▶ _What the task requires_: Your output must consist solely of the lines from the one containing "v - 2.0 * v.dot(normal) * normal" through the end of the records, reproduced exactly.

[Stored items]
★ ★ ★ ★ ★

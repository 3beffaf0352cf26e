//! Vector and rotation helpers.

use bevy::prelude::*;

/// Mirror `v` about the plane with unit normal `normal`.
#[inline]
pub fn reflect(v: Vec3, normal: Vec3) -> Vec3 {
    v - 2.0 * v.dot(normal) * normal
}

#[inline]
pub fn distance(a: Vec3, b: Vec3) -> f32 {
    a.distance(b)
}

/// Rotation that turns the local `forward` axis onto `direction`.
///
/// Returns `None` when either vector is degenerate.
pub fn look_rotation(direction: Vec3, forward: Vec3) -> Option<Quat> {
    let to = direction.try_normalize()?;
    let from = forward.try_normalize()?;
    Some(Quat::from_rotation_arc(from, to))
}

★ ★ ★ ★ ★

▶ _Solution to the exercise_:
    v - 2.0 * v.dot(normal) * normal
}

#[inline]
pub fn distance(a: Vec3, b: Vec3) -> f32 {
    a.distance(b)
}

/// Rotation that turns the local `forward` axis onto `direction`.
///
/// Returns `None` when either vector is degenerate.
pub fn look_rotation(direction: Vec3, forward: Vec3) -> Option<Quat> {
    let to = direction.try_normalize()?;
    let from = forward.try_normalize()?;
    Some(Quat::from_rotation_arc(from, to))
}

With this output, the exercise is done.